Michaela: Yeah, yeah, and I always had low self-esteem I think. I know I did. And the one thing that I could cultivate was the sense of humor, so sense of humor and sexuality didn’t really seem to hold hands with each other. I just felt like I had to shut down one to do the other. I had to like not be pretty if I was going to be a goof ball.

Paul: You know it’s funny you mention that because I think that’s something particular to females not so much as for males, because males seem to be, uh, females seem to be more accepting of a goofy male or a male with a sense of humor much more than the other way around.

Michaela: Yeah

Paul: Can you talk about that some more?

Michaela: Well I mean, like you wouldn’t see Joan on Madmen going like ‘bleh bleh bleh, I’m Joan’

Paul: Look at my big beefy two titties.

Michaela: Weee weee weee, gotta get me some of that Joan. It was one of those things like getting intimate with a guy, funny voices, funny voices, and then you have to become somebody else. I have breasts and a vagina.

Paul: You actually had a news conference when you revealed you had breasts and a vagina. Which I thought was really formal.

Michaela: I hope everyone is paying a attention, I have a breast and a vagina.

Paul: So, at what, what would be the best way to kind of navigate talking about your childhood? Since you and I don’t really know each other, it’s always a little, I want to tread carefully, to make sure I don’t miss something but I also don’t want to put words in your mouth or just some seminal moments from childhood that stick out other than divorce?

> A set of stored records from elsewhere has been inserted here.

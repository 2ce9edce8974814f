//! Code converter panel.

#[cfg(test)]
#[path = "convert_test.rs"]
mod convert_test;

use wire::{ConvertRequest, ConvertResult};

use super::panel::{Panel, PanelState, Ticket};

pub const CONVERTING: &str = "Converting...";

#[derive(Clone, Debug, PartialEq)]
pub struct ConvertPanel {
    pub source_language: String,
    pub target_language: String,
    pub code: String,
    pub result: Panel<ConvertResult>,
}

impl Default for ConvertPanel {
    fn default() -> Self {
        Self {
            source_language: "javascript".to_owned(),
            target_language: "python".to_owned(),
            code: "console.log(\"Hello\")".to_owned(),
            result: Panel::default(),
        }
    }
}

impl ConvertPanel {
    pub fn submit(&mut self) -> (Ticket, ConvertRequest) {
        let ticket = self.result.begin();
        let request = ConvertRequest {
            source_language: self.source_language.clone(),
            target_language: self.target_language.clone(),
            code: self.code.clone(),
        };
        (ticket, request)
    }

    /// Text for the output pane.
    #[must_use]
    pub fn display(&self) -> String {
        match self.result.state() {
            PanelState::Idle => String::new(),
            PanelState::Pending => CONVERTING.to_owned(),
            PanelState::Loaded(result) => result.display_text(),
            PanelState::Failed(error) => error.user_message(),
        }
    }
}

Michaela: There was one moment that happened as a kid that I really, it was more than I could take and I really, it was more than I could take and I totally cut off relate my relationship with my dad, but I don't think he'll ever listen to this because this is sort of outside of his realm. He's a mathematician. So he wouldn't.
Paul:  that's the great thing about podcasting. All of us with complicated relationships with parents, we can talk about the ugly. I'm banking on the fact that my mother will never learn how to listen to a podcast, but if does, so what.
Michaela:  No my mom will find it because she's totally enmeshed with me. If she wasn't my mother, she'd be a stalker. She Google's me all the time.
Paul:  That's a t-shirt we have to have made up. That’s a t-shirt we have to have made up: 'If my mother wasn't my mother she would be a stalker'. I never told her I did this Funny or Die video called Tight which is a parity of Hung.
Paul: it was really funny I saw it and it was written by
Michaela: Diablo Cody, Jill Soloway and I are, we all collaborated on it but it was, Diablo birthed the idea. And my mother, like I never told her and she wrote me like this epic email. It was my mother had her legs spread and had all these guys on her.

Paul: So she was hurt so she felt violated.

Michaela:  I mean I think the words she used were, “You’ve ruined your career.”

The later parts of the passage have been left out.